Le citoyen européen veut une législation ambitieuse pour éradiquer les minerais de conflits. Mais les votes enregistrés hier en commission « Commerce international » du Parlement européen ne vont pas dans ce sens. Tout espoir n’est cependant pas perdu.
Ces minerais de conflit se retrouvent dans nos ordinateurs, nos téléphones, nos voitures… Il s’agit par exemple du tungstène, de l’étain, de l’or. On les appelle aussi minerais de sang car l’exploitation et le commerce de ces ressources naturelles permettent, dans de nombreuses zones du monde, de financer des conflits armés aux conséquences dramatiques. C’est par exemple le cas à l’est de la République Démocratique du Congo depuis 15 ans. Mutilations, massacres, viols, esclavage et déplacements massifs y sont perpétrés à l’encontre des populations par des acteurs armés se finançant largement à partir des richesses du sous-sol.
La question qui se pose dès lors est d’ordre éthique : comment faire pression sur les entreprises européennes pour qu’elles s’assurent que les minerais qui interviennent dans la fabrication de leurs produits soient « propres » et non entachés de sang ?
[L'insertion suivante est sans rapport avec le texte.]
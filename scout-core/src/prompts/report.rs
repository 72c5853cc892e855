//! Detailed report prompt for products the user already picked.

use crate::profile::ReportPayload;
use crate::prompts::{join_or_none, or_none};

/// Prompt name used in logs.
pub const REPORT_PROMPT_NAME: &str = "generate_report";

/// Sections every report must cover, in order.
pub const REPORT_SECTIONS: [&str; 8] = [
    "Stability",
    "Scalability",
    "Security",
    "Technical Dependencies",
    "Public Opinion",
    "Cost",
    "Long-term Benefits",
    "References",
];

/// Render selected products as a bulleted list, one per line.
pub(crate) fn bulleted(products: &[String]) -> String {
    products
        .iter()
        .map(|p| format!("- {}", p))
        .collect::<Vec<_>>()
        .join("\n")
}

/// Render numbered section headings, one per line.
pub(crate) fn numbered(sections: &[&str]) -> String {
    sections
        .iter()
        .enumerate()
        .map(|(i, s)| format!("{}. {}", i + 1, s))
        .collect::<Vec<_>>()
        .join("\n")
}

/// Render the report prompt for the given profile and product selection.
pub fn render_report_prompt(report: &ReportPayload) -> String {
    let profile = &report.profile;
    let report_kind = report.kind().label();

    format!(
        r#"You are a technical analyst creating a {report_kind}.

Selected Product(s):
{products}

User Profile:
- Purpose: {purpose}
- Deployment: {deployment}
- Industry: {industry}
- Organization Size: {organization_size}
- Priority Factors: {factors}
- Budget Model: {budget_model}
- Reliability Requirement: {reliability_needs}
- Disaster Tolerance: {disaster_tolerance}
- Tech Dependencies: {tech_dependencies}
- Additional Notes: {drilldown}

Generate a detailed {report_kind} that covers:
{sections}

Conclude with a recommendation."#,
        report_kind = report_kind,
        products = bulleted(&report.selected_products),
        purpose = profile.purpose,
        deployment = profile.deployment,
        industry = profile.industry,
        organization_size = profile.organization_size,
        factors = join_or_none(&profile.factors),
        budget_model = profile.budget_model,
        reliability_needs = profile.reliability_needs,
        disaster_tolerance = profile.disaster_tolerance,
        tech_dependencies = join_or_none(&profile.tech_dependencies),
        drilldown = or_none(&profile.drilldown),
        sections = numbered(&REPORT_SECTIONS),
    )
}

#[cfg(test)]
mod tests {
    use super::*;
    use crate::profile::PreferencePayload;

    fn report(report_type: &str) -> ReportPayload {
        ReportPayload {
            profile: PreferencePayload {
                purpose: "Observability".to_string(),
                deployment: "hybrid".to_string(),
                factors: vec!["scalability".to_string()],
                industry: "retail".to_string(),
                organization_size: "1000+".to_string(),
                tech_dependencies: vec!["AWS".to_string()],
                budget_model: "usage-based".to_string(),
                reliability_needs: "99.99%".to_string(),
                disaster_tolerance: "low".to_string(),
                drilldown: String::new(),
            },
            report_type: report_type.to_string(),
            selected_products: vec!["Datadog".to_string(), "Grafana Cloud".to_string()],
        }
    }

    #[test]
    fn test_individual_label() {
        let prompt = render_report_prompt(&report("individual"));
        assert!(prompt.contains("creating a comprehensive individual report."));
        assert!(prompt.contains("Generate a detailed comprehensive individual report"));
        assert!(!prompt.contains("technical comparison report"));
    }

    #[test]
    fn test_comparison_label() {
        for report_type in ["comparison", "something-else"] {
            let prompt = render_report_prompt(&report(report_type));
            assert!(prompt.contains("creating a technical comparison report."));
            assert!(!prompt.contains("comprehensive individual report"));
        }
    }

    #[test]
    fn test_products_bulleted() {
        let prompt = render_report_prompt(&report("comparison"));
        assert!(prompt.contains("Selected Product(s):\n- Datadog\n- Grafana Cloud\n"));
    }

    #[test]
    fn test_profile_and_sections() {
        let prompt = render_report_prompt(&report("individual"));
        assert!(prompt.contains("- Purpose: Observability"));
        assert!(prompt.contains("- Reliability Requirement: 99.99%"));
        assert!(prompt.contains("- Tech Dependencies: AWS"));
        assert!(prompt.contains("- Additional Notes: None"));
        assert!(prompt.contains("1. Stability\n"));
        assert!(prompt.contains("8. References\n"));
        assert!(prompt.ends_with("Conclude with a recommendation."));
    }
}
Contraindre l’ensemble de la chaîne
Alertée par les citoyens européens, la Commission européenne a proposé en 2014 un texte de loi visant à assurer un approvisionnement responsable en minerais. L’objectif annoncé est de rompre le lien entre ressources naturelles et conflits. Malheureusement, ce texte se contente d’encourager les entreprises concernées de faire la lumière sur leurs chaînes d’approvisionnement. De plus, seuls quatre minerais (or, étain, tantale et tungstène) sont concernés alors que d’autres ressources naturelles contribuent à des exactions dans le monde, comme par exemple le cuivre, le jade et le rubis en Birmanie, mais aussi le charbon en Colombie ou encore le diamant au Zimbabwe et en Centrafrique. Enfin, le règlement limite sa portée à seulement 480 entreprises européennes. L’impact sur le terrain et donc sur les populations affectées risque d’être minime.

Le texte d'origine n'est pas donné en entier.